I'm not sure why it would be always one node and not the other. We'd
probably need more detailing information about what's going on to figure
that out. Maybe some combination of user application + cluster stack
conspires to put a larger messaging load on it?
Are there any other ocfs2 messages in your logs for that node?
> Are you sure that it cannot be any other problem?
No, not 100% sure. My first hunch was the -EAGAIN bug because your messages
looked exactly what I saw there. Looking a bit deeper, it seems that your
value (when turned into a signed integer) is -32, which would actually make
it -EPIPE.
-EPIPE gets returned from several places in the tcp code, in particular
do_tcp_sendpages() and sk_stream_wait_memory(). If you look at the 1st patch
that's attached, you'll see that it fixes some races that occurred when
sending outgoing messages, including when those functions were called. While
I'm not 100% sure these patches will fix it, I definitely think it's
the 1st
thing we should try.
By the way, while you're doing this it might be a good idea to also apply
some of the other patches we backported to 2.6.18 a long time ago:
http://www.kernel.org/pub/linux/kernel/people/mfasheh/ocfs2/backports/2.6.18/
If the two patches here work for you, I'll probably just add them to that
directory for others to use.
--Mark
--
Mark Fasheh
Senior Software Developer, Oracle
mark.fasheh@oracle.com
-----Inline Attachment Follows-----
>From 42318a6658696711baf25d8bd17e3d2827472d66 Mon Sep 17 00:00:00 2001
From: Zhen Wei <zwei@novell.com>
Date: Tue, 23 Jan 2007 17:19:59 -0800
Subject: ocfs2: Backport message locking fix to 2.6.18
Untested fix, apply at your own risk.
Original commit message follows.
ocfs2: introduce sc->sc_send_lock to protect outbound outbound messages
When there is a lot of multithreaded I/O usage, two threads can collide
while sending out a message to the other nodes.

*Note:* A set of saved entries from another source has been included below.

//! Crate-wide error type.

use thiserror::Error;

#[derive(Debug, Error)]
pub enum Error {
  /// Quality grade outside 0-5
  #[error("Invalid review quality: {0} (expected 0-5)")]
  InvalidQuality(i64),

  #[error("Review item not found: {0}")]
  NotFound(String),

  #[error("Review item already exists: {0}")]
  AlreadyExists(String),

  #[error("Database error: {0}")]
  Database(#[from] rusqlite::Error),

  /// Stored timestamp that is not valid RFC 3339
  #[error("Invalid timestamp: {0}")]
  InvalidTimestamp(String),

  #[error("Configuration error: {0}")]
  Config(String),

  #[error("IO error: {0}")]
  Io(#[from] std::io::Error),

  #[error("Database unavailable")]
  LockPoisoned,
}

pub type Result<T> = std::result::Result<T, Error>;
use chrono::{DateTime, Utc};
use serde::{Deserialize, Serialize};

use crate::srs;

/// Ease factor assigned to an item when it first enters the review system
pub const DEFAULT_EASE_FACTOR: f64 = 2.5;

/// Spaced-repetition state attached to one learnable unit (word, flashcard, exercise).
///
/// The learnable content itself lives with the caller; this only carries what
/// the scheduler needs.
#[derive(Debug, Clone, Copy, PartialEq, Serialize, Deserialize)]
pub struct ReviewItem {
  pub ease_factor: f64,
  /// Days until the next scheduled review. 0 only before the first review.
  pub interval: u32,
  /// Consecutive successful reviews since the last failure
  pub review_count: u32,
  /// Informational, not read by the scheduling math
  pub last_review: Option<DateTime<Utc>>,
}

impl ReviewItem {
  pub fn new() -> Self {
    Self {
      ease_factor: DEFAULT_EASE_FACTOR,
      interval: 0,
      review_count: 0,
      last_review: None,
    }
  }
}

impl Default for ReviewItem {
  fn default() -> Self {
    Self::new()
  }
}

/// A review item as persisted by a store, keyed by the learnable unit's ID.
#[derive(Debug, Clone, PartialEq, Serialize, Deserialize)]
pub struct ItemRecord {
  pub id: String,
  #[serde(flatten)]
  pub item: ReviewItem,
  pub next_review: DateTime<Utc>,
  pub created_at: DateTime<Utc>,
}

impl ItemRecord {
  /// Fresh record with default scheduling state, due immediately.
  pub fn new(id: impl Into<String>, now: DateTime<Utc>) -> Self {
    Self {
      id: id.into(),
      item: ReviewItem::new(),
      next_review: now,
      created_at: now,
    }
  }

  pub fn is_due_at(&self, now: &DateTime<Utc>) -> bool {
    srs::is_due_at(&self.next_review, now)
  }

  /// Apply a scheduling result, producing the record to persist.
  pub fn with_result(&self, result: &srs::ReviewResult, reviewed_at: DateTime<Utc>) -> Self {
    Self {
      id: self.id.clone(),
      item: result.apply(reviewed_at),
      next_review: result.next_review,
      created_at: self.created_at,
    }
  }
}
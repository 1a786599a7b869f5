pub mod due;
pub mod mastery;
pub mod sm2;

pub use due::{is_due_at, is_due_for_review};
pub use mastery::{
  estimate_days_to_mastery, estimate_days_to_mastery_default, is_mastered, DEFAULT_MASTERY_TARGET_DAYS,
};
pub use sm2::{
  calculate_next_review, calculate_next_review_at, cap_to_latest_due, ReviewResult, LATEST_DUE_TIMESTAMP,
  MIN_EASE_FACTOR,
};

This is due to the lack of
locking between threads while sending out the messages.
When a connected TCP send(), sendto(), or sendmsg() arrives in the Linux
kernel, it eventually comes through tcp_sendmsg(). tcp_sendmsg() protects
itself by acquiring a lock at invocation by calling lock_sock().
tcp_sendmsg() then loops over the buffers in the iovec, allocating
associated sk_buff's and cache pages for use in the actual send. As it does
so, it pushes the data out to tcp for actual transmission. However, if one
of those allocation fails (because a large number of large sends is being
processed, for example), it must wait for memory to become available. It
does so by jumping to wait_for_sndbuf or wait_for_memory, both of which
eventually cause a call to sk_stream_wait_memory(). sk_stream_wait_memory()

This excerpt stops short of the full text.